Can RNA polymerase bind or can RNA polymerase not bind? And that will determine whether a copy of the gene is made or not.
So let's have a quick check.
So for these three images here, I want you to select the one where you think gene expression would take place.
Okay, so hopefully you got here A.
So only A because we've got RNA polymerase binding, we haven't got it in B and we haven't got it in C.
So if you got that right, well done.
So the next task is I would like you to copy this diagram and add labels to explain how gene expression can be controlled by non-coding DNA.
So copy this diagram as it is and then draw a label and make sure you describe the role of RNA polymerase in your answer.
So draw it as a diagram and annotate around the outside and we'll just get checked that you've got the correct ideas when you are ready.
So pause the video until then and I'll see you soon.
Okay, let's see how you got on with that then.
Hopefully you didn't find it too difficult to draw.
So we've got our picture here and we've labelled the "gene" on there and the term "transcription".
So that's when we're making a copy of our gene in order to form mRNA.
Label here, something similar, doesn't have to be exactly the same, but something along these lines that RNA polymerase binds to the non-coding section of the DNA and it allows the gene to initiate or to begin transcription.

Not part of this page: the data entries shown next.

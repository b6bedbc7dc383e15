mod screen;

pub use screen::ScreenCapture;

use anyhow::Result;
use image::RgbImage;

/// Trait for screen frame sources
pub trait FrameSource {
    /// Non-blocking poll for the most recent frame. `None` means nothing
    /// new is ready yet; callers should pause briefly and retry.
    fn poll_frame(&mut self) -> Result<Option<RgbImage>>;

    /// Get the resolution of captured frames
    fn resolution(&self) -> (u32, u32);

    /// Release the underlying capture device.
    fn stop(&mut self) {}
}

And if RNA polymerase binds, then a copy of this gene is made.
And finally, mRNA is the copy of the gene that moves to the ribosome in order for the protein to be made.
So if all of those things happen, then this is an example of a gene that is being expressed and its ability to be expressed is controlled by the non-coding DNA that allows the RNA polymerase to bind.
So if you've got those labels correct, if not, add to your diagram so you've got a good, finished model answer.
So well done for your work in today's lesson.
It was quite tricky.
So let's go through the key points.
So gene expression is when a cell copies a gene, which is mRNA, and it uses it as instructions to make a protein.
Only around 1 to 2% of the genome actually codes for genes.
The non-coding DNA contains code that controls gene expression.
A genetic variant in the non-coding section of the genome can affect gene expression because it can affect when RNA polymerase that copies the gene as the first step in protein synthesis, whether it combined.
This change may impact the proteins that are produced by an organism and so therefore change its physical characteristics or its phenotype.
So well done for your work in today's lesson and we'll see you soon.